◆ **WHAT THIS TASK INVOLVES**: From the first entry to the last, repeat them all exactly.

*** Block opens ***

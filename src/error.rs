//! Error types for the onboarding service.
//!
//! Field validation failures are not errors here: they are carried as
//! [`Violation`](crate::onboarding::schema::Violation) values inside the
//! controller's error map. These types cover the service around it.

use uuid::Uuid;

/// Top-level error type for the service.
#[derive(Debug, thiserror::Error)]
pub enum Error {
    #[error("Configuration error: {0}")]
    Config(#[from] ConfigError),

    #[error("Submission error: {0}")]
    Submission(#[from] SubmissionError),

    #[error("Session error: {0}")]
    Session(#[from] SessionError),

    #[error("IO error: {0}")]
    Io(#[from] std::io::Error),
}

/// Configuration-related errors.
#[derive(Debug, thiserror::Error)]
pub enum ConfigError {
    #[error("Invalid configuration value for {key}: {message}")]
    InvalidValue { key: String, message: String },
}

/// Errors from handing the finished onboarding record to the backend.
#[derive(Debug, thiserror::Error)]
pub enum SubmissionError {
    #[error("Submission is only possible from the processing step (currently {step})")]
    WrongStep { step: String },

    #[error("Backend rejected submission with status {status}: {body}")]
    Rejected { status: u16, body: String },

    #[error("Backend request failed: {0}")]
    Transport(#[from] reqwest::Error),

    #[error("Invalid backend response: {0}")]
    InvalidResponse(String),
}

/// Session store errors.
#[derive(Debug, thiserror::Error)]
pub enum SessionError {
    #[error("Session {id} not found")]
    NotFound { id: Uuid },

    #[error("Invalid session id: {0}")]
    InvalidId(String),
}

/// Result type alias for the service.
pub type Result<T> = std::result::Result<T, Error>;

*** Block closes ***

◆ **EXERCISE ANSWER**:
filename src/error.rs
//! Error types for the onboarding service.
//!
//! Field validation failures are not errors here: they are carried as
//! [`Violation`](crate::onboarding::schema::Violation) values inside the
//! controller's error map. These types cover the service around it.

use uuid::Uuid;

/// Top-level error type for the service.
#[derive(Debug, thiserror::Error)]
pub enum Error {
    #[error("Configuration error: {0}")]
    Config(#[from] ConfigError),

    #[error("Submission error: {0}")]
    Submission(#[from] SubmissionError),

    #[error("Session error: {0}")]
    Session(#[from] SessionError),

    #[error("IO error: {0}")]
    Io(#[from] std::io::Error),
}

/// Configuration-related errors.
#[derive(Debug, thiserror::Error)]
pub enum ConfigError {
    #[error("Invalid configuration value for {key}: {message}")]
    InvalidValue { key: String, message: String },
}

/// Errors from handing the finished onboarding record to the backend.
#[derive(Debug, thiserror::Error)]
pub enum SubmissionError {
    #[error("Submission is only possible from the processing step (currently {step})")]
    WrongStep { step: String },

    #[error("Backend rejected submission with status {status}: {body}")]
    Rejected { status: u16, body: String },

    #[error("Backend request failed: {0}")]
    Transport(#[from] reqwest::Error),

    #[error("Invalid backend response: {0}")]
    InvalidResponse(String),
}

/// Session store errors.
#[derive(Debug, thiserror::Error)]
pub enum SessionError {
    #[error("Session {id} not found")]
    NotFound { id: Uuid },

    #[error("Invalid session id: {0}")]
    InvalidId(String),
}

/// Result type alias for the service.
pub type Result<T> = std::result::Result<T, Error>;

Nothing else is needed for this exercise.